TASK DETAILS
State how many lines in the records below include the word "matching". Give nothing but that number.

EXERCISE INPUT Block Start

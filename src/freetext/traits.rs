//! Capability traits at the seams of the lookup engine.
//!
//! The lookup service only ever talks to these traits, so tests can swap in
//! the mocks below for providers, the catalog and the network.

use async_trait::async_trait;

use super::domain::{LookupError, LookupQuery, LookupResult, ProviderDescriptor, ProviderError};
use crate::model::Book;

/// One external source of free editions.
///
/// Implementations must validate candidates with the title/author matchers
/// and must not report a hit on an ambiguous title-only match when an author
/// was given.
#[async_trait]
pub trait FreeTextProvider: Send + Sync {
    /// Stable, human-readable name, used in outcomes and logs.
    fn name(&self) -> &str;

    /// Lower values are searched first.
    fn priority(&self) -> i32;

    /// Hosts a hit URL must belong to. Empty means any host.
    fn expected_domains(&self) -> &[&str] {
        &[]
    }

    /// Search this source for a free edition.
    async fn search(&self, query: &LookupQuery) -> Result<LookupResult, ProviderError>;
}

impl From<&dyn FreeTextProvider> for ProviderDescriptor {
    fn from(provider: &dyn FreeTextProvider) -> Self {
        Self {
            name: provider.name().to_string(),
            priority: provider.priority(),
            expected_domains: provider
                .expected_domains()
                .iter()
                .map(|d| d.to_string())
                .collect(),
        }
    }
}

/// The catalog the service reads books from and writes URLs back to.
#[async_trait]
pub trait BookRepository: Send + Sync {
    async fn find_book_by_id(&self, id: i64) -> Result<Option<Book>, LookupError>;

    async fn save_book(&self, book: &Book) -> Result<(), LookupError>;
}

/// A catalog with no books, for ad-hoc searches that persist nothing.
#[derive(Debug, Clone, Copy, Default)]
pub struct NoCatalog;

#[async_trait]
impl BookRepository for NoCatalog {
    async fn find_book_by_id(&self, _id: i64) -> Result<Option<Book>, LookupError> {
        Ok(None)
    }

    async fn save_book(&self, _book: &Book) -> Result<(), LookupError> {
        Ok(())
    }
}

/// GET-only HTTP access shared by every provider.
#[async_trait]
pub trait HttpTransport: Send + Sync {
    /// Fetch `url` and return the body as text.
    async fn get_text(&self, url: &str) -> Result<String, ProviderError>;
}

/// Recognizes placeholder titles assigned at ingestion time.
pub trait TemporaryTitlePredicate: Send + Sync {
    fn is_temporary_title(&self, title: &str) -> bool;
}

impl<F> TemporaryTitlePredicate for F
where
    F: Fn(&str) -> bool + Send + Sync,
{
    fn is_temporary_title(&self, title: &str) -> bool {
        self(title)
    }
}

/// Mock implementations for testing.
#[cfg(test)]
pub mod mocks {
    use super::*;
    use std::collections::HashMap;
    use std::sync::atomic::{AtomicUsize, Ordering};
    use std::sync::{Arc, Mutex};
    use std::time::Duration;

    // ========================================================================
    // Providers
    // ========================================================================

    /// What a [`MockProvider`] does when searched.
    #[derive(Debug, Clone)]
    pub enum MockBehavior {
        Hit(String),
        Miss,
        Fail(ProviderError),
        Panic,
        /// Sleep this long, then miss
        Slow(Duration),
    }

    /// Provider returning a fixed answer and counting its calls.
    pub struct MockProvider {
        pub name: String,
        pub priority: i32,
        pub domains: Vec<&'static str>,
        pub behavior: MockBehavior,
        calls: Arc<AtomicUsize>,
    }

    impl MockProvider {
        pub fn new(name: &str, priority: i32, behavior: MockBehavior) -> Self {
            Self {
                name: name.to_string(),
                priority,
                domains: Vec::new(),
                behavior,
                calls: Arc::new(AtomicUsize::new(0)),
            }
        }

        pub fn hit(name: &str, priority: i32, url: &str) -> Self {
            Self::new(name, priority, MockBehavior::Hit(url.to_string()))
        }

        pub fn miss(name: &str, priority: i32) -> Self {
            Self::new(name, priority, MockBehavior::Miss)
        }

        pub fn with_domains(mut self, domains: &[&'static str]) -> Self {
            self.domains = domains.to_vec();
            self
        }

        /// Shared call counter, still readable after the mock is boxed.
        pub fn calls(&self) -> Arc<AtomicUsize> {
            Arc::clone(&self.calls)
        }
    }

    #[async_trait]
    impl FreeTextProvider for MockProvider {
        fn name(&self) -> &str {
            &self.name
        }

        fn priority(&self) -> i32 {
            self.priority
        }

        fn expected_domains(&self) -> &[&str] {
            &self.domains
        }

        async fn search(&self, _query: &LookupQuery) -> Result<LookupResult, ProviderError> {
            self.calls.fetch_add(1, Ordering::SeqCst);
            match &self.behavior {
                MockBehavior::Hit(url) => Ok(LookupResult::found(&self.name, url)),
                MockBehavior::Miss => Ok(LookupResult::not_found(&self.name, "Not found")),
                MockBehavior::Fail(err) => Err(err.clone()),
                MockBehavior::Panic => panic!("mock provider {} exploded", self.name),
                MockBehavior::Slow(delay) => {
                    tokio::time::sleep(*delay).await;
                    Ok(LookupResult::not_found(&self.name, "Not found"))
                }
            }
        }
    }

    // ========================================================================
    // Repository
    // ========================================================================

    /// In-memory catalog that records every save.
    #[derive(Default)]
    pub struct MockRepository {
        books: Mutex<HashMap<i64, Book>>,
        saved: Mutex<Vec<Book>>,
        /// IDs whose lookup fails with a repository error
        pub failing_ids: Vec<i64>,
    }

    impl MockRepository {
        pub fn with_books(books: Vec<Book>) -> Self {
            Self {
                books: Mutex::new(books.into_iter().map(|b| (b.id, b)).collect()),
                ..Default::default()
            }
        }

        pub fn failing_on(mut self, id: i64) -> Self {
            self.failing_ids.push(id);
            self
        }

        pub fn saved(&self) -> Vec<Book> {
            self.saved.lock().unwrap().clone()
        }
    }

    #[async_trait]
    impl BookRepository for MockRepository {
        async fn find_book_by_id(&self, id: i64) -> Result<Option<Book>, LookupError> {
            if self.failing_ids.contains(&id) {
                return Err(LookupError::Repository("connection reset".to_string()));
            }
            Ok(self.books.lock().unwrap().get(&id).cloned())
        }

        async fn save_book(&self, book: &Book) -> Result<(), LookupError> {
            self.books.lock().unwrap().insert(book.id, book.clone());
            self.saved.lock().unwrap().push(book.clone());
            Ok(())
        }
    }

    // ========================================================================
    // Transport
    // ========================================================================

    /// Transport answering from canned bodies keyed by URL prefix.
    ///
    /// Routes are tried in insertion order; unrouted URLs get a 404.
    #[derive(Default)]
    pub struct MockTransport {
        routes: Vec<(String, Result<String, ProviderError>)>,
        requested: Mutex<Vec<String>>,
    }

    impl MockTransport {
        pub fn new() -> Self {
            Self::default()
        }

        pub fn route(mut self, url_prefix: &str, body: &str) -> Self {
            self.routes.push((url_prefix.to_string(), Ok(body.to_string())));
            self
        }

        pub fn route_error(mut self, url_prefix: &str, error: ProviderError) -> Self {
            self.routes.push((url_prefix.to_string(), Err(error)));
            self
        }

        /// Every URL requested so far, in order.
        pub fn requested(&self) -> Vec<String> {
            self.requested.lock().unwrap().clone()
        }
    }

    #[async_trait]
    impl HttpTransport for MockTransport {
        async fn get_text(&self, url: &str) -> Result<String, ProviderError> {
            self.requested.lock().unwrap().push(url.to_string());
            self.routes
                .iter()
                .find(|(prefix, _)| url.starts_with(prefix.as_str()))
                .map(|(_, response)| response.clone())
                .unwrap_or(Err(ProviderError::Http {
                    status: 404,
                    reason: "Not Found".to_string(),
                }))
        }
    }
}
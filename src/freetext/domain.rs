//! Domain types shared by providers, the cache and the lookup service.
//!
//! Providers convert whatever their source returns into a [`LookupResult`];
//! the service turns a chain of those into one [`BulkLookupOutcome`] per book.

use serde::Serialize;

/// Provider name reported for results served from the curated cache.
pub const CACHE_PROVIDER_NAME: &str = "Cache";

/// Failure messages surfaced to callers.
pub mod messages {
    pub const TEMPORARY_TITLE: &str = "Temporary title - skipped";
    pub const CACHED_NOT_FOUND: &str = "Previously searched - not found (cached)";
    pub const NOT_FOUND_ANYWHERE: &str = "Not found in any provider";
    pub const CANCELLED: &str = "Lookup cancelled";
    pub const TITLE_NOT_FOUND: &str = "Title not found";
    pub const AUTHOR_NOT_FOUND: &str = "Author not found";
}

/// What we are looking for: a title and, optionally, an author.
#[derive(Debug, Clone, PartialEq, Eq)]
pub struct LookupQuery {
    pub title: String,
    pub author: Option<String>,
}

impl LookupQuery {
    pub fn new(title: impl Into<String>, author: Option<&str>) -> Self {
        Self {
            title: title.into(),
            author: author.map(str::to_string),
        }
    }

    /// Query without an author.
    pub fn title_only(title: impl Into<String>) -> Self {
        Self {
            title: title.into(),
            author: None,
        }
    }

    /// The author, if present and not blank.
    pub fn author(&self) -> Option<&str> {
        self.author.as_deref().filter(|a| !a.trim().is_empty())
    }
}

/// One provider's answer to a [`LookupQuery`].
///
/// `url` is set exactly when `found` is true; `error_message` otherwise.
#[derive(Debug, Clone, PartialEq, Eq, Serialize)]
#[serde(rename_all = "camelCase")]
pub struct LookupResult {
    pub provider_name: String,
    pub found: bool,
    pub url: Option<String>,
    pub error_message: Option<String>,
}

impl LookupResult {
    pub fn found(provider_name: impl Into<String>, url: impl Into<String>) -> Self {
        Self {
            provider_name: provider_name.into(),
            found: true,
            url: Some(url.into()),
            error_message: None,
        }
    }

    pub fn not_found(provider_name: impl Into<String>, message: impl Into<String>) -> Self {
        Self {
            provider_name: provider_name.into(),
            found: false,
            url: None,
            error_message: Some(message.into()),
        }
    }
}

/// Final answer for one book (or one ad-hoc query).
#[derive(Debug, Clone, Default, PartialEq, Eq, Serialize)]
#[serde(rename_all = "camelCase")]
pub struct BulkLookupOutcome {
    /// Book that was searched; `None` for ad-hoc searches.
    pub book_id: Option<i64>,
    pub book_title: Option<String>,
    pub author_name: Option<String>,
    pub success: bool,
    /// Found URL, or space-joined URLs for a cache hit.
    pub free_text_url: Option<String>,
    pub provider_name: Option<String>,
    pub error_message: Option<String>,
    /// Every provider consulted, in the order they were tried.
    pub providers_searched: Vec<String>,
}

impl BulkLookupOutcome {
    /// Failure outcome for a book whose lookup errored inside a batch.
    pub fn batch_error(book_id: i64, cause: &impl std::fmt::Display) -> Self {
        Self {
            book_id: Some(book_id),
            success: false,
            error_message: Some(format!("Error: {cause}")),
            ..Default::default()
        }
    }
}

/// Static facts about a registered provider, for display.
#[derive(Debug, Clone, PartialEq, Eq, Serialize)]
#[serde(rename_all = "camelCase")]
pub struct ProviderDescriptor {
    pub name: String,
    pub priority: i32,
    pub expected_domains: Vec<String>,
}

/// Why a provider could not answer. Always absorbed by the lookup service.
#[derive(Debug, Clone, PartialEq, Eq, thiserror::Error)]
pub enum ProviderError {
    #[error("Network error: {0}")]
    Network(String),

    #[error("Request timed out")]
    Timeout,

    #[error("HTTP {status}: {reason}")]
    Http { status: u16, reason: String },

    #[error("Failed to parse response: {0}")]
    Parse(String),

    #[error("Invalid URL: {0}")]
    InvalidUrl(String),
}

/// Errors that escape a lookup. Everything provider-side is a miss instead.
#[derive(Debug, Clone, PartialEq, Eq, thiserror::Error)]
pub enum LookupError {
    #[error("Book not found: {0}")]
    BookNotFound(i64),

    #[error("Repository error: {0}")]
    Repository(String),
}
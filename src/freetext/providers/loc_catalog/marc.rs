//! Minimal MARCXML reader for SRU responses.
//!
//! Only the handful of fields the catalog adapter needs are extracted:
//! 245 (title statement), 100 (main personal name) and 856 (electronic
//! location). Elements may carry a namespace prefix (`marc:datafield`) or
//! rely on a default namespace; both forms are accepted.

use std::sync::LazyLock;

use regex::Regex;

static RECORD_RE: LazyLock<Regex> = LazyLock::new(|| {
    Regex::new(r"(?s)<(?:[\w-]+:)?record\b[^>]*>(.*?)</(?:[\w-]+:)?record>").expect("valid regex")
});

static DATAFIELD_RE: LazyLock<Regex> = LazyLock::new(|| {
    Regex::new(r"(?s)<(?:[\w-]+:)?datafield\b([^>]*)>(.*?)</(?:[\w-]+:)?datafield>")
        .expect("valid regex")
});

static SUBFIELD_RE: LazyLock<Regex> = LazyLock::new(|| {
    Regex::new(r#"(?s)<(?:[\w-]+:)?subfield\b[^>]*\bcode="([^"]*)"[^>]*>(.*?)</(?:[\w-]+:)?subfield>"#)
        .expect("valid regex")
});

static ATTRIBUTE_RE: LazyLock<Regex> =
    LazyLock::new(|| Regex::new(r#"([\w-]+)="([^"]*)""#).expect("valid regex"));

/// URL fragments of catalog extras that are not the work itself.
const NON_TEXT_URL_MARKERS: &[&str] = &[
    "/catdir/",
    "/bios/",
    "/toc/",
    "/sample/",
    "/cover/",
    "contributor biographical",
];

/// Public-note phrases describing supplementary material.
const NON_TEXT_NOTE_MARKERS: &[&str] = &[
    "biography",
    "table of contents",
    "sample",
    "cover",
    "publisher description",
];

/// A variable data field with its indicators and subfields in order.
#[derive(Debug, Clone, PartialEq, Eq)]
pub struct DataField {
    pub tag: String,
    pub ind1: String,
    pub ind2: String,
    pub subfields: Vec<(String, String)>,
}

impl DataField {
    /// First value of subfield `code`.
    pub fn subfield(&self, code: &str) -> Option<&str> {
        self.subfields
            .iter()
            .find(|(c, _)| c == code)
            .map(|(_, value)| value.as_str())
    }
}

/// One bibliographic record.
#[derive(Debug, Clone, Default, PartialEq, Eq)]
pub struct MarcRecord {
    pub fields: Vec<DataField>,
}

impl MarcRecord {
    fn field(&self, tag: &str) -> Option<&DataField> {
        self.fields.iter().find(|f| f.tag == tag)
    }

    /// 245 $a, joined with $b when a subtitle is present.
    pub fn title(&self) -> Option<String> {
        let field = self.field("245")?;
        let main = trim_isbd(field.subfield("a")?);
        if main.is_empty() {
            return None;
        }
        match field.subfield("b").map(trim_isbd).filter(|b| !b.is_empty()) {
            Some(rest) => Some(format!("{main}: {rest}")),
            None => Some(main.to_string()),
        }
    }

    /// 100 $a, the main personal author.
    pub fn author(&self) -> Option<String> {
        self.field("100")
            .and_then(|f| f.subfield("a"))
            .map(trim_isbd)
            .filter(|a| !a.is_empty())
            .map(str::to_string)
    }

    /// First 856 link that points at the resource itself.
    ///
    /// Skips related resources (second indicator 2), non-HTTP locations and
    /// links whose URL or note marks them as a biography, table of contents,
    /// sample, cover or publisher blurb.
    pub fn online_text_url(&self) -> Option<String> {
        self.fields
            .iter()
            .filter(|f| f.tag == "856" && f.ind2 != "2")
            .find_map(|field| {
                let url = field.subfield("u")?.trim();
                if !url.starts_with("http") {
                    return None;
                }

                let url_lower = url.to_lowercase();
                if NON_TEXT_URL_MARKERS.iter().any(|m| url_lower.contains(m)) {
                    return None;
                }

                let noted_as_extra = field
                    .subfields
                    .iter()
                    .filter(|(code, _)| code == "z" || code == "3")
                    .map(|(_, note)| note.to_lowercase())
                    .any(|note| NON_TEXT_NOTE_MARKERS.iter().any(|m| note.contains(m)));
                if noted_as_extra {
                    return None;
                }

                Some(url.to_string())
            })
    }
}

/// Parse every record in an SRU `searchRetrieve` response.
pub fn parse_records(xml: &str) -> Vec<MarcRecord> {
    RECORD_RE
        .captures_iter(xml)
        .filter_map(|caps| caps.get(1))
        .map(|body| MarcRecord {
            fields: parse_datafields(body.as_str()),
        })
        .filter(|record| !record.fields.is_empty())
        .collect()
}

fn parse_datafields(record: &str) -> Vec<DataField> {
    DATAFIELD_RE
        .captures_iter(record)
        .filter_map(|caps| {
            let attributes = caps.get(1)?.as_str();
            let body = caps.get(2)?.as_str();

            let mut field = DataField {
                tag: String::new(),
                ind1: String::new(),
                ind2: String::new(),
                subfields: Vec::new(),
            };
            for attr in ATTRIBUTE_RE.captures_iter(attributes) {
                let value = attr[2].trim().to_string();
                match &attr[1] {
                    "tag" => field.tag = value,
                    "ind1" => field.ind1 = value,
                    "ind2" => field.ind2 = value,
                    _ => {}
                }
            }

            field.subfields = SUBFIELD_RE
                .captures_iter(body)
                .map(|sub| (sub[1].to_string(), decode_entities(sub[2].trim())))
                .collect();

            Some(field)
        })
        .collect()
}

/// Strip trailing ISBD punctuation such as " /", " :" and ",".
fn trim_isbd(value: &str) -> &str {
    value.trim().trim_end_matches([' ', '/', ':', ';', ',', '.', '=']).trim()
}

fn decode_entities(text: &str) -> String {
    text.replace("&lt;", "<")
        .replace("&gt;", ">")
        .replace("&quot;", "\"")
        .replace("&apos;", "'")
        .replace("&amp;", "&")
}
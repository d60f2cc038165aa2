//! The Online Books Page (University of Pennsylvania), browsed by author.
//!
//! OBP indexes free online editions under Library of Congress author
//! headings. A `lookupname` request either lands on the author's book list
//! or on a list of similar headings; in the latter case matching headings
//! are followed. Book entries are `<cite>Title</cite>` followed by a link to
//! the hosting site.

use std::sync::{Arc, LazyLock};

use async_trait::async_trait;
use regex::Regex;

use super::{Candidate, pick_validated, url_with_params};
use crate::freetext::domain::{LookupQuery, LookupResult, ProviderError, messages};
use crate::freetext::matcher::author_matches;
use crate::freetext::traits::{FreeTextProvider, HttpTransport};

const PROVIDER_NAME: &str = "Online Books Page (LOC Index)";
const PRIORITY: i32 = 12;
const LOOKUP_URL: &str = "https://onlinebooks.library.upenn.edu/webbin/book/lookupname";
const OBP_HOST: &str = "onlinebooks.library.upenn.edu";
const UNKNOWN_AUTHOR_MARKER: &str = "did not match any author in our database";

static CITE_RE: LazyLock<Regex> =
    LazyLock::new(|| Regex::new(r"(?i)<cite>([^<]+)</cite>").expect("valid regex"));

static LINK_RE: LazyLock<Regex> = LazyLock::new(|| {
    Regex::new(r#"(?i)<a[^>]+href="(https?://[^"]+)"[^>]*>"#).expect("valid regex")
});

static ENTRY_END_RE: LazyLock<Regex> =
    LazyLock::new(|| Regex::new(r"(?i)</li>").expect("valid regex"));

static AUTHOR_LINK_RE: LazyLock<Regex> = LazyLock::new(|| {
    Regex::new(
        r#"(?i)<a[^>]+href="(https://onlinebooks\.library\.upenn\.edu/webbin/book/lookupname\?key=[^"]+)"[^>]*>([^<]+)</a>\s*\("#,
    )
    .expect("valid regex")
});

pub struct OnlineBooksProvider {
    transport: Arc<dyn HttpTransport>,
}

impl OnlineBooksProvider {
    pub fn new(transport: Arc<dyn HttpTransport>) -> Self {
        Self { transport }
    }

    /// Follow matching author headings until one lists the title.
    async fn search_author_pages(
        &self,
        html: &str,
        query: &LookupQuery,
        author: &str,
    ) -> Option<Candidate> {
        let mut followed: Vec<String> = Vec::new();

        for (href, heading) in author_links(html) {
            if followed.contains(&href) || !author_matches(&heading, author) {
                continue;
            }
            tracing::debug!("{}: following author heading '{}'", PROVIDER_NAME, heading);

            let page = match self.transport.get_text(&href).await {
                Ok(page) => page,
                Err(e) => {
                    tracing::warn!("{}: author page {} failed: {}", PROVIDER_NAME, href, e);
                    followed.push(href);
                    continue;
                }
            };
            followed.push(href);

            if let Some(hit) = pick_validated(cited_books(&page, &heading), query) {
                return Some(hit);
            }
        }
        None
    }
}

/// OBP lookup key: kept as-is when already "Last, First", otherwise the
/// first word becomes the heading ("Ignatius of Loyola" -> "Ignatius, of Loyola").
fn author_key(author: &str) -> String {
    let author = author.trim();
    if author.contains(',') {
        return author.to_string();
    }
    match author.split_once(char::is_whitespace) {
        Some((first, rest)) => {
            let rest = rest.split_whitespace().collect::<Vec<_>>().join(" ");
            format!("{first}, {rest}")
        }
        None => author.to_string(),
    }
}

/// Books cited on a page, each linked to an external host.
///
/// A link belongs to a citation only if it appears before the next
/// `<cite>` and before the end of the list item.
fn cited_books(html: &str, author: &str) -> Vec<Candidate> {
    let cites: Vec<_> = CITE_RE.captures_iter(html).collect();
    let mut books = Vec::new();

    for (i, caps) in cites.iter().enumerate() {
        let (Some(whole), Some(title)) = (caps.get(0), caps.get(1)) else {
            continue;
        };
        let next_cite = cites
            .get(i + 1)
            .and_then(|next| next.get(0))
            .map_or(html.len(), |next| next.start());
        let mut entry = &html[whole.end()..next_cite];
        if let Some(end) = ENTRY_END_RE.find(entry) {
            entry = &entry[..end.start()];
        }

        let href = LINK_RE
            .captures_iter(entry)
            .map(|link| decode_href(&link[1]))
            .find(|href| !href.contains(OBP_HOST));
        if let Some(href) = href {
            books.push(Candidate::new(title.as_str().trim(), vec![author.to_string()], href));
        }
    }
    books
}

/// `(href, heading)` for every author heading linked on a page.
fn author_links(html: &str) -> Vec<(String, String)> {
    AUTHOR_LINK_RE
        .captures_iter(html)
        .map(|caps| (decode_href(&caps[1]), caps[2].trim().to_string()))
        .collect()
}

fn decode_href(href: &str) -> String {
    href.replace("&amp;", "&")
}

#[async_trait]
impl FreeTextProvider for OnlineBooksProvider {
    fn name(&self) -> &str {
        PROVIDER_NAME
    }

    fn priority(&self) -> i32 {
        PRIORITY
    }

    async fn search(&self, query: &LookupQuery) -> Result<LookupResult, ProviderError> {
        let Some(author) = query.author() else {
            return Ok(LookupResult::not_found(
                PROVIDER_NAME,
                "Author name required for search",
            ));
        };

        let key = author_key(author);
        let url = url_with_params(LOOKUP_URL, &[("key", key.as_str())])?;
        tracing::debug!("{}: GET {}", PROVIDER_NAME, url);
        let html = self.transport.get_text(&url).await?;

        if let Some(hit) = pick_validated(cited_books(&html, author), query) {
            return Ok(LookupResult::found(PROVIDER_NAME, hit.url));
        }

        if let Some(hit) = self.search_author_pages(&html, query, author).await {
            return Ok(LookupResult::found(PROVIDER_NAME, hit.url));
        }

        if html.contains(UNKNOWN_AUTHOR_MARKER) {
            return Ok(LookupResult::not_found(PROVIDER_NAME, messages::AUTHOR_NOT_FOUND));
        }
        Ok(LookupResult::not_found(PROVIDER_NAME, messages::TITLE_NOT_FOUND))
    }
}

EXERCISE INPUT Block End

OUTPUT OF THE TASK
2